While the court considers the Democrats’ new filing, details about the redacted information concerning WikiLeaks could be made public in the trial of longtime Trump adviser Roger Stone, who claimed to have been in contact with the group during the 2016 campaign. Stone was indicted in January on seven counts of obstruction, lying to Congress and witness tampering. He pleaded not guilty and has walked back his claims that he communicated with WikiLeaks.

The indictment against Stone alleges that he was the campaign’s contact on matters related to WikiLeaks.

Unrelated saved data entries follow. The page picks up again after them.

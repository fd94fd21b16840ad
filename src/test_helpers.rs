//! Shared test utilities for the muhimmath test suite.
//!
//! Row builders with fixed ids and timestamps, plus a [`MemoryGateway`]
//! seeded with a small but complete event: results for 2025 (none for
//! 2024), teams, backgrounds with one active, news in both statuses, gallery
//! items, about copy and team members.
//!
//! # Usage
//!
//! ```rust
//! use crate::test_helpers::*;
//!
//! let gw = seeded_gateway();
//! let rows = vec![result_row("Qawali", "General", 1, "Adil")];
//! ```

use chrono::{DateTime, TimeZone, Utc};

use crate::gateway::{MemoryGateway, tables};
use crate::types::{
    AboutContent, BackgroundKind, GalleryItem, HomepageBackground, NewsItem, NewsStatus,
    ResultRow, Team, TeamMember,
};

// =========================================================================
// Row builders
// =========================================================================

/// Fixed timestamp `minutes` after the 2025 event day opened.
pub fn at(minutes: i64) -> DateTime<Utc> {
    Utc.with_ymd_and_hms(2025, 7, 2, 9, 0, 0).unwrap() + chrono::Duration::minutes(minutes)
}

/// A 2025 result row. The id is derived from the placement so it is stable.
pub fn result_row(event: &str, category: &str, position: u8, participant: &str) -> ResultRow {
    ResultRow {
        id: format!("{event}-{category}-{position}").to_lowercase().replace(' ', "-"),
        year: "2025".to_string(),
        event: event.to_string(),
        category: category.to_string(),
        position,
        participant: participant.to_string(),
        school: None,
        team: None,
        created_at: at(0),
    }
}

pub fn team(name: &str, points: i64) -> Team {
    Team {
        id: format!("team-{}", name.to_lowercase()),
        name: name.to_string(),
        points,
    }
}

pub fn background(id: &str, active: bool) -> HomepageBackground {
    HomepageBackground {
        id: id.to_string(),
        kind: BackgroundKind::Image,
        url: format!("https://cdn.muhimmath.org/bg/{id}.jpg"),
        is_active: active,
        created_at: at(0),
    }
}

pub fn news_item(id: &str, title: &str, status: NewsStatus, minutes: i64) -> NewsItem {
    NewsItem {
        id: id.to_string(),
        title: title.to_string(),
        excerpt: Some(format!("{title} in brief")),
        content: Some(format!("# {title}\n\nFull **story** here.")),
        category: "Announcement".to_string(),
        status,
        is_featured: false,
        image_url: None,
        author: Some("Media Desk".to_string()),
        views: 0,
        created_at: at(minutes),
    }
}

pub fn gallery_item(id: &str, title: &str, category: &str, minutes: i64) -> GalleryItem {
    GalleryItem {
        id: id.to_string(),
        title: title.to_string(),
        description: Some(format!("{title} on stage")),
        category: category.to_string(),
        image_url: format!("https://cdn.muhimmath.org/gallery/{id}.jpg"),
        photographer: None,
        created_at: at(minutes),
    }
}

// =========================================================================
// Seeded gateway
// =========================================================================

/// Result rows of the sample event: three programs, one with no second place.
pub fn sample_results() -> Vec<ResultRow> {
    let mut rows = vec![
        result_row("Qawali Competition", "General", 1, "Team Noor"),
        result_row("Qawali Competition", "General", 2, "Team Falah"),
        result_row("Qawali Competition", "General", 3, "Team Huda"),
        result_row("Arabic Song", "Junior", 1, "Adil"),
        result_row("Arabic Song", "Junior", 3, "Ameen"),
        result_row("Essay Writing", "Senior", 1, "Fathima"),
        result_row("Essay Writing", "Senior", 2, "Rahma"),
    ];
    for (i, row) in rows.iter_mut().enumerate() {
        row.created_at = at(i as i64);
        row.school = Some("Muhimmath HSS".to_string());
        row.team = Some(if i % 2 == 0 { "Blue" } else { "Green" }.to_string());
    }
    rows
}

pub fn sample_teams() -> Vec<Team> {
    vec![
        team("Blue", 120),
        team("Green", 150),
        team("Red", 95),
        team("Yellow", 150),
    ]
}

/// A gateway holding the whole sample event.
pub fn seeded_gateway() -> MemoryGateway {
    let gw = MemoryGateway::new();
    gw.seed(tables::RESULTS, sample_results());
    gw.seed(tables::TEAMS, sample_teams());
    gw.seed(
        tables::BACKGROUNDS,
        vec![background("bg-1", false), background("bg-2", true)],
    );
    gw.seed(
        tables::NEWS,
        vec![
            news_item("n1", "Registration Open", NewsStatus::Published, 10),
            news_item("n2", "Schedule Draft", NewsStatus::Draft, 20),
            news_item("n3", "Results Announced", NewsStatus::Published, 30),
        ],
    );
    gw.seed(
        tables::GALLERY,
        vec![
            gallery_item("g1", "Opening Ceremony", "Ceremonies", 5),
            gallery_item("g2", "Qawali Finals", "Competitions", 15),
        ],
    );
    gw.seed(
        tables::ABOUT,
        vec![
            AboutContent {
                section: "mission".to_string(),
                content: "Nurture talent through art and learning.".to_string(),
            },
            AboutContent {
                section: "vision".to_string(),
                content: "A festival for every student.".to_string(),
            },
        ],
    );
    gw.seed(
        tables::TEAM_MEMBERS,
        vec![
            TeamMember {
                id: "m2".to_string(),
                name: "Shameer".to_string(),
                position: "Coordinator".to_string(),
                bio: None,
                image_url: None,
                created_at: at(60),
            },
            TeamMember {
                id: "m1".to_string(),
                name: "Anas".to_string(),
                position: "Convenor".to_string(),
                bio: Some("Leads the organizing committee.".to_string()),
                image_url: None,
                created_at: at(0),
            },
        ],
    );
    gw
}
//! Typed reads and writes over the site's collections.
//!
//! Each function is one query with fixed filters and ordering; callers never
//! assemble table names or column strings themselves.

use super::{Filter, Gateway, GatewayError, Query, tables};
use crate::types::{
    AboutContent, BackgroundKind, GalleryItem, HomepageBackground, NewsItem, ResultRow, Team,
    TeamMember,
};
use serde::Serialize;
use serde::de::DeserializeOwned;
use serde_json::{Value, json};
use std::collections::BTreeMap;

fn decode<T: DeserializeOwned>(rows: Vec<Value>) -> Result<Vec<T>, GatewayError> {
    rows.into_iter()
        .map(|r| serde_json::from_value(r).map_err(GatewayError::from))
        .collect()
}

fn select<T: DeserializeOwned>(gw: &dyn Gateway, query: Query) -> Result<Vec<T>, GatewayError> {
    tracing::debug!(table = %query.table, "select");
    decode(gw.select(&query)?)
}

// =============================================================================
// Reads
// =============================================================================

/// Result rows for one year, newest first.
pub fn results_for_year(gw: &dyn Gateway, year: &str) -> Result<Vec<ResultRow>, GatewayError> {
    select(
        gw,
        Query::new(tables::RESULTS)
            .eq("year", year)
            .order_desc("created_at"),
    )
}

/// All teams, highest points first.
pub fn teams(gw: &dyn Gateway) -> Result<Vec<Team>, GatewayError> {
    select(gw, Query::new(tables::TEAMS).order_desc("points"))
}

/// All homepage backgrounds, newest first.
pub fn backgrounds(gw: &dyn Gateway) -> Result<Vec<HomepageBackground>, GatewayError> {
    select(gw, Query::new(tables::BACKGROUNDS).order_desc("created_at"))
}

/// The active homepage background, if any.
pub fn active_background(gw: &dyn Gateway) -> Result<Option<HomepageBackground>, GatewayError> {
    let rows: Vec<HomepageBackground> = select(
        gw,
        Query::new(tables::BACKGROUNDS).eq("is_active", true).limit(1),
    )?;
    Ok(rows.into_iter().next())
}

/// Published news, newest first.
pub fn published_news(
    gw: &dyn Gateway,
    limit: Option<usize>,
) -> Result<Vec<NewsItem>, GatewayError> {
    let mut query = Query::new(tables::NEWS)
        .eq("status", "published")
        .order_desc("created_at");
    if let Some(n) = limit {
        query = query.limit(n);
    }
    select(gw, query)
}

/// Gallery items, newest first.
pub fn gallery(gw: &dyn Gateway, limit: Option<usize>) -> Result<Vec<GalleryItem>, GatewayError> {
    let mut query = Query::new(tables::GALLERY).order_desc("created_at");
    if let Some(n) = limit {
        query = query.limit(n);
    }
    select(gw, query)
}

/// About-page copy keyed by section name. Later rows win on duplicate sections.
pub fn about_sections(gw: &dyn Gateway) -> Result<BTreeMap<String, String>, GatewayError> {
    let rows: Vec<AboutContent> = select(gw, Query::new(tables::ABOUT))?;
    Ok(rows.into_iter().map(|r| (r.section, r.content)).collect())
}

/// Team members in the order they joined.
pub fn team_members(gw: &dyn Gateway) -> Result<Vec<TeamMember>, GatewayError> {
    select(gw, Query::new(tables::TEAM_MEMBERS).order_asc("created_at"))
}

// =============================================================================
// Writes
// =============================================================================

/// Fields of a result row supplied by an admin.
#[derive(Debug, Clone, Serialize)]
pub struct NewResult {
    pub year: String,
    pub event: String,
    pub category: String,
    pub position: u8,
    pub participant: String,
    #[serde(skip_serializing_if = "Option::is_none")]
    pub school: Option<String>,
    #[serde(skip_serializing_if = "Option::is_none")]
    pub team: Option<String>,
}

/// Insert a result row.
///
/// Rejects positions outside 1-3 and a position already taken in the same
/// (year, event, category).
pub fn insert_result(gw: &dyn Gateway, new: &NewResult) -> Result<ResultRow, GatewayError> {
    if !(1..=3).contains(&new.position) {
        return Err(GatewayError::Invalid(format!(
            "position must be 1, 2 or 3 (got {})",
            new.position
        )));
    }
    let taken = gw.select(
        &Query::new(tables::RESULTS)
            .eq("year", new.year.as_str())
            .eq("event", new.event.as_str())
            .eq("category", new.category.as_str())
            .eq("position", new.position)
            .limit(1),
    )?;
    if !taken.is_empty() {
        return Err(GatewayError::Invalid(format!(
            "position {} of {} - {} ({}) is already taken",
            new.position, new.event, new.category, new.year
        )));
    }
    let stored = gw.insert(tables::RESULTS, serde_json::to_value(new)?)?;
    Ok(serde_json::from_value(stored)?)
}

pub fn insert_team(gw: &dyn Gateway, name: &str, points: i64) -> Result<Team, GatewayError> {
    let stored = gw.insert(tables::TEAMS, json!({ "name": name, "points": points }))?;
    Ok(serde_json::from_value(stored)?)
}

pub fn set_team_points(gw: &dyn Gateway, id: &str, points: i64) -> Result<(), GatewayError> {
    let n = gw.update(
        tables::TEAMS,
        &[Filter::eq("id", id)],
        json!({ "points": points }),
    )?;
    require_one(n, tables::TEAMS, id)
}

/// Add an inactive background.
pub fn insert_background(
    gw: &dyn Gateway,
    kind: BackgroundKind,
    url: &str,
) -> Result<HomepageBackground, GatewayError> {
    let stored = gw.insert(
        tables::BACKGROUNDS,
        json!({ "type": kind.as_str(), "url": url, "is_active": false }),
    )?;
    Ok(serde_json::from_value(stored)?)
}

/// Delete one row by id. A missing row is an error.
pub fn delete_by_id(gw: &dyn Gateway, table: &str, id: &str) -> Result<(), GatewayError> {
    let n = gw.delete(table, &[Filter::eq("id", id)])?;
    require_one(n, table, id)
}

fn require_one(n: usize, table: &str, id: &str) -> Result<(), GatewayError> {
    if n == 0 {
        Err(GatewayError::NotFound {
            table: table.to_string(),
            id: id.to_string(),
        })
    } else {
        Ok(())
    }
}

#[cfg(test)]
mod tests {
    use super::*;
    use crate::gateway::MemoryGateway;
    use crate::test_helpers::{result_row, seeded_gateway, team};
    use crate::types::NewsStatus;

    fn new_result(position: u8) -> NewResult {
        NewResult {
            year: "2025".into(),
            event: "Qawali".into(),
            category: "General".into(),
            position,
            participant: "Adil".into(),
            school: None,
            team: Some("Blue".into()),
        }
    }

    #[test]
    fn results_filtered_by_year() {
        let gw = MemoryGateway::new();
        let mut old = result_row("Quiz", "Junior", 1, "Old");
        old.year = "2024".into();
        gw.seed(tables::RESULTS, vec![result_row("Qawali", "General", 1, "New"), old]);

        let rows = results_for_year(&gw, "2024").unwrap();
        assert_eq!(rows.len(), 1);
        assert_eq!(rows[0].participant, "Old");
    }

    #[test]
    fn year_without_rows_is_empty_not_error() {
        let gw = seeded_gateway();
        assert!(results_for_year(&gw, "1999").unwrap().is_empty());
    }

    #[test]
    fn teams_come_back_by_points() {
        let gw = MemoryGateway::new();
        gw.seed(tables::TEAMS, vec![team("Low", 1), team("High", 9)]);
        let names: Vec<String> = teams(&gw).unwrap().into_iter().map(|t| t.name).collect();
        assert_eq!(names, vec!["High", "Low"]);
    }

    #[test]
    fn only_published_news_is_listed() {
        let gw = seeded_gateway();
        let news = published_news(&gw, None).unwrap();
        assert!(!news.is_empty());
        assert!(news.iter().all(|n| n.status == NewsStatus::Published));
    }

    #[test]
    fn news_limit_applies() {
        let gw = seeded_gateway();
        assert!(published_news(&gw, Some(1)).unwrap().len() <= 1);
    }

    #[test]
    fn team_members_oldest_first() {
        let gw = seeded_gateway();
        let members = team_members(&gw).unwrap();
        assert!(members.windows(2).all(|w| w[0].created_at <= w[1].created_at));
    }

    #[test]
    fn about_sections_fold_into_map() {
        let gw = seeded_gateway();
        let sections = about_sections(&gw).unwrap();
        assert!(sections.contains_key("mission"));
    }

    #[test]
    fn insert_result_round_trips() {
        let gw = MemoryGateway::new();
        let row = insert_result(&gw, &new_result(2)).unwrap();
        assert_eq!(row.position, 2);
        assert_eq!(row.team.as_deref(), Some("Blue"));
        assert_eq!(results_for_year(&gw, "2025").unwrap().len(), 1);
    }

    #[test]
    fn insert_result_rejects_taken_position() {
        let gw = MemoryGateway::new();
        insert_result(&gw, &new_result(1)).unwrap();
        let err = insert_result(&gw, &new_result(1)).unwrap_err();
        assert!(err.to_string().contains("already taken"));
    }

    #[test]
    fn insert_result_rejects_out_of_range_position() {
        let gw = MemoryGateway::new();
        assert!(matches!(
            insert_result(&gw, &new_result(4)),
            Err(GatewayError::Invalid(_))
        ));
        assert!(gw.rows(tables::RESULTS).is_empty());
    }

    #[test]
    fn set_points_on_missing_team_is_not_found() {
        let gw = MemoryGateway::new();
        assert!(matches!(
            set_team_points(&gw, "nope", 3),
            Err(GatewayError::NotFound { .. })
        ));
    }

    #[test]
    fn new_background_starts_inactive() {
        let gw = MemoryGateway::new();
        let bg = insert_background(&gw, BackgroundKind::Video, "https://x/v.mp4").unwrap();
        assert!(!bg.is_active);
        assert!(active_background(&gw).unwrap().is_none());
    }

    #[test]
    fn delete_by_id_removes_row() {
        let gw = MemoryGateway::new();
        let t = insert_team(&gw, "Blue", 0).unwrap();
        delete_by_id(&gw, tables::TEAMS, &t.id).unwrap();
        assert!(teams(&gw).unwrap().is_empty());
        assert!(delete_by_id(&gw, tables::TEAMS, &t.id).is_err());
    }
}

“A senior Trump campaign official was directed to contact Stone about any additional releases and what other damaging information Organization 1 had regarding the Clinton campaign,” the indictment said. "Organization 1" is known to refer to WikiLeaks.

In emails obtained by The New York Times, Stone promised then-Trump campaign chief Steve Bannon “a load” of stolen DNC emails “every week going forward” one month before the election.


By Igor Derysh

Igor Derysh is Salon's managing editor. His work has also appeared in the Los Angeles Times, Chicago Tribune, Boston Herald and Baltimore Sun.